**EXTRACTED ENTRIES:**
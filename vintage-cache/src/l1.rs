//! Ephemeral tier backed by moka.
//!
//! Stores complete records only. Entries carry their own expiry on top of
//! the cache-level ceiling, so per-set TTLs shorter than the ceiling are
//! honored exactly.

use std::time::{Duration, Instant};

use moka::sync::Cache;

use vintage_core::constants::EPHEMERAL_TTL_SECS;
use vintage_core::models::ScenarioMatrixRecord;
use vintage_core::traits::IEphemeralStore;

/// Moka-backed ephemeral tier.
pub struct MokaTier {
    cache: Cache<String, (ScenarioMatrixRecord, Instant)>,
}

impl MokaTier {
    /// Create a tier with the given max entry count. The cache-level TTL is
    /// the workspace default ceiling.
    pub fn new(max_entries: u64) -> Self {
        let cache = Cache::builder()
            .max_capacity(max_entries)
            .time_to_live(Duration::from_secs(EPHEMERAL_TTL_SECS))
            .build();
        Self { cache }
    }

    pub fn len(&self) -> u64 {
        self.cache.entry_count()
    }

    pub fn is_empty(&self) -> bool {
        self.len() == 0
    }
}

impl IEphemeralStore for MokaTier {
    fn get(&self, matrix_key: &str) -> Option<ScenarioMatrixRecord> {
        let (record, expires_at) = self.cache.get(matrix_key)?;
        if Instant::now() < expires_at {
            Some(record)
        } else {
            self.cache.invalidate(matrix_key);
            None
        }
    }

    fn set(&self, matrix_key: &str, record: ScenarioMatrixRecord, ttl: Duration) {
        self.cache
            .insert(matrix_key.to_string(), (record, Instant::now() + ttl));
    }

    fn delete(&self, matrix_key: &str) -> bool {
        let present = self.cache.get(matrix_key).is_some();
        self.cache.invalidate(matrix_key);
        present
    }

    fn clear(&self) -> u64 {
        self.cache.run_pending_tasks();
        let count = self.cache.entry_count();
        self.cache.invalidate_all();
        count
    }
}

* * *

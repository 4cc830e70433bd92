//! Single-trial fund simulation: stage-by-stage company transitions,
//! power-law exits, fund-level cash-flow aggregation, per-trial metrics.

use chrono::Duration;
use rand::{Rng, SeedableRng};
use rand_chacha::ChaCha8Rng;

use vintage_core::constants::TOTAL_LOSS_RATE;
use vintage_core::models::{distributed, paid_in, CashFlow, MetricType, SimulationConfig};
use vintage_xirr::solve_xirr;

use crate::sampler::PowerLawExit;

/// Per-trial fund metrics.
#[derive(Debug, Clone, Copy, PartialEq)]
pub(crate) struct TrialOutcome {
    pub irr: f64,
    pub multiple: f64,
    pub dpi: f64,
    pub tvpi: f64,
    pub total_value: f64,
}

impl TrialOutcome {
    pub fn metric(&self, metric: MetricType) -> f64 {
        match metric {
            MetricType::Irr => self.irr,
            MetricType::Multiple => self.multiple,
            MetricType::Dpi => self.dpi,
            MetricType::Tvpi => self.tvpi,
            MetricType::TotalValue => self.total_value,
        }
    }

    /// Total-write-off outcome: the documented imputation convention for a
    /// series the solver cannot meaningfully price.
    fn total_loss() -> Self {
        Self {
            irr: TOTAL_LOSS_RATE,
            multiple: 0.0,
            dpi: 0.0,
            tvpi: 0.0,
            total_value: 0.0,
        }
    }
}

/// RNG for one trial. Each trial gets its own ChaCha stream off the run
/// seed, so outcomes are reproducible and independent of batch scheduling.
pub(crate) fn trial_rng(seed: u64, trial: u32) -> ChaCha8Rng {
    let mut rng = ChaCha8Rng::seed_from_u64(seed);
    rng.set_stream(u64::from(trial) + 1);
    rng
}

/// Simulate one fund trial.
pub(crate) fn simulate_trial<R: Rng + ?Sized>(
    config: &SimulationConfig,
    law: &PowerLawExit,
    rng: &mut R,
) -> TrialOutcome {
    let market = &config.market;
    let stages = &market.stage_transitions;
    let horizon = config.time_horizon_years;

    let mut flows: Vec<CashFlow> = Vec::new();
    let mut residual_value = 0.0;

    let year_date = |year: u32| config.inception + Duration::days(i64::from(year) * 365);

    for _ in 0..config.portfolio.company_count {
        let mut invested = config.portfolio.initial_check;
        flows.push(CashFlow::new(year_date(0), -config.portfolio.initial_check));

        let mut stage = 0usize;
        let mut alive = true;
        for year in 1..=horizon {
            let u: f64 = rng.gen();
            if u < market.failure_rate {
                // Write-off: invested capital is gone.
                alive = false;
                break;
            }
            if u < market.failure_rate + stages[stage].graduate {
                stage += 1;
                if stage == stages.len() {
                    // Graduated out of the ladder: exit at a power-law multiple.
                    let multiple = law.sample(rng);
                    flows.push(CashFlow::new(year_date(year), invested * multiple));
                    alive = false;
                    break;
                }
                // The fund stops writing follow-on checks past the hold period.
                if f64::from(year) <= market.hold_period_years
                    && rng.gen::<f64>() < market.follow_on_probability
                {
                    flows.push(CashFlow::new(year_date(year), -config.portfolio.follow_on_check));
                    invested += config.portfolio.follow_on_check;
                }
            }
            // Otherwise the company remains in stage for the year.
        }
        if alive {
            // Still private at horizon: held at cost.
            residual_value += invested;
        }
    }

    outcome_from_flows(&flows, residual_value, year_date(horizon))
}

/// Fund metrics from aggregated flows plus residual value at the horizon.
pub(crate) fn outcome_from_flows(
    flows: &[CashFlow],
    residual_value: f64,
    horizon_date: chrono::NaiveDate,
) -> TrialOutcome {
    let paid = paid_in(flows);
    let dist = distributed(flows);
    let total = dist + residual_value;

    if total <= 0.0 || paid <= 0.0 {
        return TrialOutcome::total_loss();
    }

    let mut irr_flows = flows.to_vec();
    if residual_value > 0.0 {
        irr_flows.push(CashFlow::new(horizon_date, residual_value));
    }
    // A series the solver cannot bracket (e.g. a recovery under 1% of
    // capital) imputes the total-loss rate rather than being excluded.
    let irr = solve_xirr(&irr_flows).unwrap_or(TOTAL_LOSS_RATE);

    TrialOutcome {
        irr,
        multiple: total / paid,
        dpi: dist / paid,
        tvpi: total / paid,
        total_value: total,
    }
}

**PROBLEM TO SOLVE:** The reply is to be one number, the count of lines in the records above that contain "metrics".

**WRITTEN ANSWER:** 3